Apenas ha transcurrido una cuarta parte del Mundial 2026, pero el torneo ya ofrece suficientes elementos para realizar un primer balance. La histórica edición organizada por México, Estados Unidos y Canadá ha dejado imágenes memorables dentro y fuera de las canchas, combinando éxitos organizativos y deportivos con controversias que han encendido el debate.
Tras diez días de competición, el Mundial 2026 muestra dos caras muy distintas. Por un lado, la fiesta en las gradas, las sorpresas deportivas y la vigencia de grandes figuras. Por el otro, problemas de logística, precios elevados y decisiones reglamentarias que no han convencido a todos.
Los aplausos
Entre los aspectos más destacados sobresale la respuesta de los aficionados. Con una asistencia promedio cercana a los 65 mil espectadores por encuentro, el torneo apunta a pulverizar los registros históricos de público establecidos en Estados Unidos 1994. Los estadios lucen llenos y el ambiente ha estado marcado por la convivencia entre aficiones de todo el mundo.
También han cumplido los países anfitriones. México y Estados Unidos ya aseguraron su presencia en los dieciseisavos de final, mientras que Canadá mantiene intactas sus opciones de clasificación. El buen rendimiento de los locales ha contribuido a mantener el entusiasmo en torno al campeonato.
En el plano deportivo, varias selecciones consideradas modestas han aprovechado el escaparate mundialista para reivindicar la ampliación del torneo a 48 participantes. Cabo Verde sorprendió al empatar con España y República Democrática del Congo hizo lo propio frente a Portugal, resultados que han dado argumentos a quienes defendían una Copa del Mundo más inclusiva.
Uno de los nombres propios de la primera fase ha sido el del guardameta caboverdiano Vozinha. A sus 40 años, protagonizó una actuación memorable frente a España con siete atajadas y emocionó a los aficionados con sus lágrimas tras el encuentro. Su historia se convirtió rápidamente en una de las más entrañables del torneo.

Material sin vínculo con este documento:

//! Student API integration tests
//!
//! Drives the full router (CORS, body limit, session middleware, handlers)
//! over an in-memory store.

mod common;

use axum::{
    body::Body,
    http::{header::CONTENT_TYPE, Method, Request, StatusCode},
};
use common::*;
use edudesk::backend::auth::STUDENT_COOKIE;
use edudesk::backend::store::{
    AttendanceStatus, NewAttendance, NewMarks, NewStudent, NewUser, Role, Store,
};
use pretty_assertions::assert_eq;
use serde_json::json;

#[tokio::test]
async fn test_health_check() {
    let app = TestApp::new();
    let response = app.get("/", None).await;

    assert_status!(response, StatusCode::OK);
    assert_eq!(response.body, json!("Server Running"));
}

#[tokio::test]
async fn test_register_returns_created_profile() {
    let app = TestApp::new();
    let response = register_student(&app, "asha@example.com").await;

    assert_status!(response, StatusCode::CREATED);
    assert_eq!(response.body["statusCode"], 201);
    assert_eq!(response.body["success"], true);
    assert_eq!(response.body["message"], "Student registered successfully");

    let profile = &response.body["data"];
    assert_eq!(profile["className"], "10");
    assert_eq!(profile["rollNumber"], "42");
    assert_eq!(profile["section"], "B");

    let users = app.state.store.list_users().await.unwrap();
    assert_eq!(users.len(), 1);
    assert_eq!(users[0].role, Role::Student);
    assert_eq!(profile["userId"], users[0].id.to_string());
    assert_ne!(users[0].password_hash, TEST_PASSWORD);
}

#[tokio::test]
async fn test_register_duplicate_email() {
    let app = TestApp::new();
    let first = register_student(&app, "asha@example.com").await;
    assert_status!(first, StatusCode::CREATED);

    let response = register_student(&app, "asha@example.com").await;
    assert_error!(response, StatusCode::BAD_REQUEST, "Email already registered");

    assert_eq!(app.state.store.list_users().await.unwrap().len(), 1);
    assert_eq!(app.state.store.list_students().await.unwrap().len(), 1);
}

#[tokio::test]
async fn test_register_requires_roll_number() {
    let app = TestApp::new();
    let mut body = registration("asha@example.com");
    body["rollNumber"] = json!("");

    let response = app.post("/student/register", body, None).await;
    assert_error!(response, StatusCode::BAD_REQUEST, "rollNumber is required");
    assert!(app.state.store.list_users().await.unwrap().is_empty());
}

#[tokio::test]
async fn test_login_sets_student_cookie() {
    let app = TestApp::new();
    register_student(&app, "asha@example.com").await;

    let response = app
        .post(
            "/student/login",
            json!({ "email": "asha@example.com", "password": TEST_PASSWORD }),
            None,
        )
        .await;

    assert_status!(response, StatusCode::OK);
    assert_eq!(response.body["message"], "Login successful");
    assert_eq!(response.body["success"], true);

    let cookie = response.set_cookie(STUDENT_COOKIE).expect("Set-Cookie");
    assert_contains!(cookie, "HttpOnly");
    assert_contains!(cookie, "SameSite=Lax");
    assert_contains!(cookie, "Max-Age=86400");
    assert!(!cookie.contains("Secure"));

    let token = response.cookie_value(STUDENT_COOKIE).unwrap();
    let claims = assert_ok!(app.state.sessions.verify(&token));
    assert_eq!(claims.role, Role::Student);
    assert_eq!(response.body["data"]["userId"], claims.sub);
}

#[tokio::test]
async fn test_login_wrong_password() {
    let app = TestApp::new();
    register_student(&app, "asha@example.com").await;

    let response = app
        .post(
            "/student/login",
            json!({ "email": "asha@example.com", "password": "wrong" }),
            None,
        )
        .await;

    assert_error!(response, StatusCode::UNAUTHORIZED, "Invalid credentials");
    assert!(response.set_cookie(STUDENT_COOKIE).is_none());
}

#[tokio::test]
async fn test_login_rejects_non_student() {
    let app = TestApp::new();
    seed_user(&app, "teacher@example.com", Role::Teacher).await;

    let response = app
        .post(
            "/student/login",
            json!({ "email": "teacher@example.com", "password": TEST_PASSWORD }),
            None,
        )
        .await;

    assert_error!(response, StatusCode::UNAUTHORIZED, "Invalid credentials");
}

#[tokio::test]
async fn test_dashboard_requires_cookie() {
    let app = TestApp::new();
    let response = app.get("/student/dashboard", None).await;

    assert_error!(response, StatusCode::UNAUTHORIZED, "Unauthorized");
}

#[tokio::test]
async fn test_dashboard_rejects_invalid_token() {
    let app = TestApp::new();
    let cookie = cookie_pair(STUDENT_COOKIE, "not.a.token");
    let response = app.get("/student/dashboard", Some(&cookie)).await;

    assert_error!(response, StatusCode::UNAUTHORIZED, "Unauthorized");
}

#[tokio::test]
async fn test_dashboard_rejects_other_roles() {
    let app = TestApp::new();
    let teacher = seed_user(&app, "teacher@example.com", Role::Teacher).await;
    let cookie = cookie_pair(STUDENT_COOKIE, &token_for(&app, teacher.id, Role::Teacher));

    let response = app.get("/student/dashboard", Some(&cookie)).await;
    assert_error!(response, StatusCode::FORBIDDEN, "Access denied");
}

#[tokio::test]
async fn test_dashboard_for_deleted_user() {
    let app = TestApp::new();
    let cookie = student_cookie(&app, "asha@example.com").await;
    let user = app
        .state
        .store
        .find_user_by_email("asha@example.com")
        .await
        .unwrap()
        .unwrap();
    app.state.store.delete_user(user.id).await.unwrap();

    let response = app.get("/student/dashboard", Some(&cookie)).await;
    assert_error!(response, StatusCode::UNAUTHORIZED, "Unauthorized");
}

#[tokio::test]
async fn test_dashboard_without_profile() {
    let app = TestApp::new();
    let user = seed_user(&app, "orphan@example.com", Role::Student).await;
    let cookie = cookie_pair(STUDENT_COOKIE, &token_for(&app, user.id, Role::Student));

    let response = app.get("/student/dashboard", Some(&cookie)).await;
    assert_error!(response, StatusCode::NOT_FOUND, "Student profile not found");
}

#[tokio::test]
async fn test_register_login_dashboard_flow() {
    let app = TestApp::new();
    let cookie = student_cookie(&app, "asha@example.com").await;

    let response = app.get("/student/dashboard", Some(&cookie)).await;
    assert_status!(response, StatusCode::OK);
    assert_eq!(response.body["message"], "Dashboard fetched");

    let data = &response.body["data"];
    assert_eq!(data["attendancePercentage"], json!(0));
    assert_eq!(data["totalMarksObtained"], 0);
    assert_eq!(data["totalMaxMarks"], 0);

    let profile = &data["profile"];
    assert_eq!(profile["rollNumber"], "42");
    assert_eq!(profile["parentName"], "Meera Rao");
    assert_eq!(profile["user"]["email"], "asha@example.com");
    assert_eq!(profile["user"]["name"], "Asha Rao");
    assert_eq!(profile["user"]["role"], "student");
    assert!(profile["user"].get("password").is_none());
    assert!(profile["user"].get("passwordHash").is_none());
}

#[tokio::test]
async fn test_dashboard_statistics() {
    let app = TestApp::new();
    let cookie = student_cookie(&app, "asha@example.com").await;
    let store = &app.state.store;
    let user = store
        .find_user_by_email("asha@example.com")
        .await
        .unwrap()
        .unwrap();
    let student = store.find_student_by_user(user.id).await.unwrap().unwrap();

    for status in [
        AttendanceStatus::Present,
        AttendanceStatus::Absent,
        AttendanceStatus::Present,
        AttendanceStatus::Absent,
    ] {
        store
            .record_attendance(NewAttendance {
                student_id: student.id,
                date: None,
                status,
            })
            .await
            .unwrap();
    }
    for (obtained, total) in [(45, 50), (70, 100)] {
        store
            .record_marks(NewMarks {
                student_id: student.id,
                marks_obtained: obtained,
                total_marks: total,
            })
            .await
            .unwrap();
    }

    // Records of another student must not leak in
    let (_, other) = store
        .register_student(
            NewUser {
                name: "Other".to_string(),
                email: "other@example.com".to_string(),
                password_hash: "hash".to_string(),
                role: Role::Student,
            },
            NewStudent {
                class_name: "9".to_string(),
                section: None,
                roll_number: "1".to_string(),
                parent_name: None,
                contact_number: None,
            },
        )
        .await
        .unwrap();
    store
        .record_marks(NewMarks {
            student_id: other.id,
            marks_obtained: 99,
            total_marks: 100,
        })
        .await
        .unwrap();

    let response = app.get("/student/dashboard", Some(&cookie)).await;
    assert_status!(response, StatusCode::OK);

    let data = &response.body["data"];
    assert_eq!(data["attendancePercentage"], json!("50.00"));
    assert_eq!(data["totalMarksObtained"], 115);
    assert_eq!(data["totalMaxMarks"], 150);
}

#[tokio::test]
async fn test_logout_always_clears_cookie() {
    let app = TestApp::new();

    let anonymous = app.post("/student/logout", json!({}), None).await;
    assert_status!(anonymous, StatusCode::OK);
    assert_eq!(
        anonymous.body,
        json!({ "message": "Logged out successfully" })
    );
    let cleared = anonymous.set_cookie(STUDENT_COOKIE).expect("Set-Cookie");
    assert_contains!(cleared, "Max-Age=0");

    let cookie = student_cookie(&app, "asha@example.com").await;
    let signed_in = app.post("/student/logout", json!({}), Some(&cookie)).await;
    assert_status!(signed_in, StatusCode::OK);
    assert_eq!(signed_in.cookie_value(STUDENT_COOKIE).as_deref(), Some(""));
}

#[tokio::test]
async fn test_oversized_body_rejected() {
    let app = TestApp::new();
    let body = json!({
        "email": "asha@example.com",
        "password": "x".repeat(20 * 1024),
    });

    let response = app.post("/student/login", body, None).await;
    assert_error!(
        response,
        StatusCode::PAYLOAD_TOO_LARGE,
        "Request body too large"
    );
}

#[tokio::test]
async fn test_login_missing_field_uses_envelope() {
    let app = TestApp::new();
    let response = app
        .post("/student/login", json!({ "email": "asha@example.com" }), None)
        .await;

    assert_status!(response, StatusCode::BAD_REQUEST);
    assert_eq!(response.body["statusCode"], 400);
    assert!(response.body["data"].is_null());
    assert_eq!(response.body["success"], false);
    let message = response.body["message"].as_str().unwrap();
    assert_contains!(message, "password");
}

#[tokio::test]
async fn test_malformed_json_rejected() {
    let app = TestApp::new();
    let request = Request::builder()
        .method(Method::POST)
        .uri("/student/register")
        .header(CONTENT_TYPE, "application/json")
        .body(Body::from("{\"email\": "))
        .unwrap();

    let response = app.send(request).await;
    assert_status!(response, StatusCode::BAD_REQUEST);
    assert_eq!(response.body["statusCode"], 400);
    assert_eq!(response.body["success"], false);
    assert!(response.body["message"].is_string());
    assert!(app.state.store.list_users().await.unwrap().is_empty());
}

#[tokio::test]
async fn test_register_missing_roll_number_key() {
    let app = TestApp::new();
    let mut body = registration("asha@example.com");
    body.as_object_mut().unwrap().remove("rollNumber");

    let response = app.post("/student/register", body, None).await;
    assert_error!(response, StatusCode::BAD_REQUEST, "rollNumber is required");
    assert!(app.state.store.list_users().await.unwrap().is_empty());
}

#[tokio::test]
async fn test_unknown_route_uses_envelope() {
    let app = TestApp::new();

    let response = app.get("/student/nope", None).await;
    assert_error!(response, StatusCode::NOT_FOUND, "Route not found");

    let top_level = app.get("/timetable", None).await;
    assert_error!(top_level, StatusCode::NOT_FOUND, "Route not found");
}
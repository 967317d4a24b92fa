//! Application configuration module
//!
//! Configuration is read once at startup and handed to the server as an
//! explicit value. Nothing in the crate reads the environment after that.
//!
//! # Environment Variables
//!
//! | Variable | Meaning | Default |
//! |---|---|---|
//! | `PORT` | listen port | `3000` |
//! | `DATABASE_URL` / `MONGO_URI` | database connection string | none |
//! | `JWT_SECRET` | HMAC secret for session tokens | required |
//! | `CORS_ORIGIN` | comma-separated allowed origins | `http://localhost:5173` |
//! | `COOKIE_SECURE` | add `Secure` to session cookies | `false` |
//! | `BCRYPT_COST` | bcrypt work factor | `12` |

use std::time::Duration;
use thiserror::Error;

/// Default listen port
pub const DEFAULT_PORT: u16 = 3000;

/// Default allowed CORS origin (local frontend dev server)
pub const DEFAULT_CORS_ORIGIN: &str = "http://localhost:5173";

/// Session tokens and cookies live for one day
pub const SESSION_TTL: Duration = Duration::from_secs(24 * 60 * 60);

/// Application configuration
#[derive(Debug, Clone)]
pub struct AppConfig {
    /// Port the HTTP server binds to
    pub port: u16,
    /// Database connection string, required only by the server binary
    pub database_url: Option<String>,
    /// Secret used to sign session tokens
    pub jwt_secret: String,
    /// Origins allowed to make credentialed cross-origin requests
    pub cors_origins: Vec<String>,
    /// Whether session cookies carry the `Secure` attribute
    pub cookie_secure: bool,
    /// bcrypt work factor for new password hashes
    pub bcrypt_cost: u32,
    /// Lifetime of session tokens and cookies
    pub session_ttl: Duration,
}

impl AppConfig {
    /// Create a new AppConfigBuilder
    pub fn builder() -> AppConfigBuilder {
        AppConfigBuilder::default()
    }

    /// Load configuration from the process environment
    pub fn from_env() -> Result<Self, ConfigError> {
        Self::from_lookup(|key| std::env::var(key).ok())
    }

    /// Load configuration through an arbitrary key lookup
    ///
    /// `DATABASE_URL` takes precedence over `MONGO_URI` when both are set.
    pub fn from_lookup<F>(lookup: F) -> Result<Self, ConfigError>
    where
        F: Fn(&str) -> Option<String>,
    {
        let mut builder = AppConfig::builder();

        if let Some(port) = lookup("PORT") {
            let port = port.trim().parse::<u16>().map_err(|_| ConfigError::InvalidValue {
                key: "PORT",
                value: port.clone(),
            })?;
            builder = builder.port(port);
        }

        if let Some(url) = lookup("DATABASE_URL").or_else(|| lookup("MONGO_URI")) {
            builder = builder.database_url(url);
        }

        if let Some(secret) = lookup("JWT_SECRET") {
            builder = builder.jwt_secret(secret);
        }

        if let Some(origins) = lookup("CORS_ORIGIN") {
            builder = builder.cors_origins(
                origins
                    .split(',')
                    .map(str::trim)
                    .filter(|origin| !origin.is_empty())
                    .map(str::to_string)
                    .collect(),
            );
        }

        if let Some(secure) = lookup("COOKIE_SECURE") {
            let secure = match secure.trim().to_ascii_lowercase().as_str() {
                "1" | "true" | "yes" => true,
                "0" | "false" | "no" | "" => false,
                _ => {
                    return Err(ConfigError::InvalidValue {
                        key: "COOKIE_SECURE",
                        value: secure,
                    })
                }
            };
            builder = builder.cookie_secure(secure);
        }

        if let Some(cost) = lookup("BCRYPT_COST") {
            let parsed = cost.trim().parse::<u32>().map_err(|_| ConfigError::InvalidValue {
                key: "BCRYPT_COST",
                value: cost.clone(),
            })?;
            builder = builder.bcrypt_cost(parsed);
        }

        builder.build()
    }

    /// Validate the configuration
    pub fn validate(&self) -> Result<(), ConfigError> {
        if self.jwt_secret.trim().is_empty() {
            return Err(ConfigError::MissingValue("JWT_SECRET"));
        }
        // bcrypt rejects costs outside 4..=31
        if !(4..=31).contains(&self.bcrypt_cost) {
            return Err(ConfigError::InvalidValue {
                key: "BCRYPT_COST",
                value: self.bcrypt_cost.to_string(),
            });
        }
        Ok(())
    }
}

/// Builder for AppConfig
#[derive(Debug, Default)]
pub struct AppConfigBuilder {
    port: Option<u16>,
    database_url: Option<String>,
    jwt_secret: Option<String>,
    cors_origins: Option<Vec<String>>,
    cookie_secure: bool,
    bcrypt_cost: Option<u32>,
}

impl AppConfigBuilder {
    /// Set the listen port
    pub fn port(mut self, port: u16) -> Self {
        self.port = Some(port);
        self
    }

    /// Set the database connection string
    pub fn database_url(mut self, url: impl Into<String>) -> Self {
        self.database_url = Some(url.into());
        self
    }

    /// Set the token signing secret
    pub fn jwt_secret(mut self, secret: impl Into<String>) -> Self {
        self.jwt_secret = Some(secret.into());
        self
    }

    /// Set the allowed CORS origins
    pub fn cors_origins(mut self, origins: Vec<String>) -> Self {
        self.cors_origins = Some(origins);
        self
    }

    /// Mark session cookies `Secure`
    pub fn cookie_secure(mut self, secure: bool) -> Self {
        self.cookie_secure = secure;
        self
    }

    /// Set the bcrypt work factor
    pub fn bcrypt_cost(mut self, cost: u32) -> Self {
        self.bcrypt_cost = Some(cost);
        self
    }

    /// Build the configuration
    pub fn build(self) -> Result<AppConfig, ConfigError> {
        let jwt_secret = self.jwt_secret.ok_or(ConfigError::MissingValue("JWT_SECRET"))?;

        let cors_origins = match self.cors_origins {
            Some(origins) if !origins.is_empty() => origins,
            _ => vec![DEFAULT_CORS_ORIGIN.to_string()],
        };

        let config = AppConfig {
            port: self.port.unwrap_or(DEFAULT_PORT),
            database_url: self.database_url,
            jwt_secret,
            cors_origins,
            cookie_secure: self.cookie_secure,
            bcrypt_cost: self.bcrypt_cost.unwrap_or(bcrypt::DEFAULT_COST),
            session_ttl: SESSION_TTL,
        };

        config.validate()?;
        Ok(config)
    }
}

/// Configuration errors
#[derive(Debug, Error, PartialEq)]
pub enum ConfigError {
    #[error("missing value: {0}")]
    MissingValue(&'static str),
    #[error("invalid value for {key}: {value:?}")]
    InvalidValue { key: &'static str, value: String },
}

Y, por supuesto, aparece Lionel Messi. A punto de cumplir 39 años, el argentino volvió a demostrar que sigue siendo una figura capaz de desafiar el paso del tiempo. Su triplete contra Argelia lo confirmó una vez más como uno de los grandes protagonistas del Mundial 2026 y amplió una colección de récords que parece no tener fin.
Los abucheos
Uno de los principales focos de crítica ha sido el costo de asistir a los partidos del Mundial 2026. Los elevados precios de las entradas y el incremento en los productos vendidos dentro de los estadios han provocado el malestar de muchos aficionados. En algunas sedes, una simple botella de agua supera los ocho dólares, mientras que algunos alimentos alcanzan precios que muchos consideran excesivos.
A ello se suman los problemas relacionados con visados y permisos de entrada. Varias selecciones y futbolistas han enfrentado obstáculos burocráticos para desplazarse entre las distintas sedes del torneo, una situación que ha generado protestas y cuestionamientos sobre la organización logística de una Copa del Mundo repartida entre tres países.
La FIFA también ha mostrado preocupación por el incremento de mensajes de odio en redes sociales. Según los sistemas de monitoreo implementados por el organismo, en apenas los primeros días del campeonato se han eliminado cientos de miles de publicaciones ofensivas, una cifra que amenaza con superar ampliamente los registros de Catar 2022.
Otra de las medidas más discutidas del Mundial 2026 ha sido la pausa obligatoria de hidratación en el minuto 22 de cada tiempo. Aunque fue concebida para proteger a los jugadores de las altas temperaturas, muchos consideran que se ha transformado en una interrupción estratégica que favorece instrucciones tácticas y espacios publicitarios, alterando el ritmo natural de los partidos.
Finalmente, las expulsiones y las sanciones disciplinarias también han marcado el arranque del torneo. En apenas 32 encuentros ya se superó el número de tarjetas rojas registradas durante toda la Copa del Mundo de Catar. Además, la aplicación de nuevas normativas arbitrales ha abierto un debate sobre los límites de la interpretación y la disciplina dentro del campo.
A diez días de su inicio, el Mundial 2026 ya ha demostrado por qué promete ser una de las ediciones más comentadas de la historia. Entre récords de asistencia, historias conmovedoras y polémicas constantes, el torneo continúa construyendo una narrativa tan apasionante como impredecible.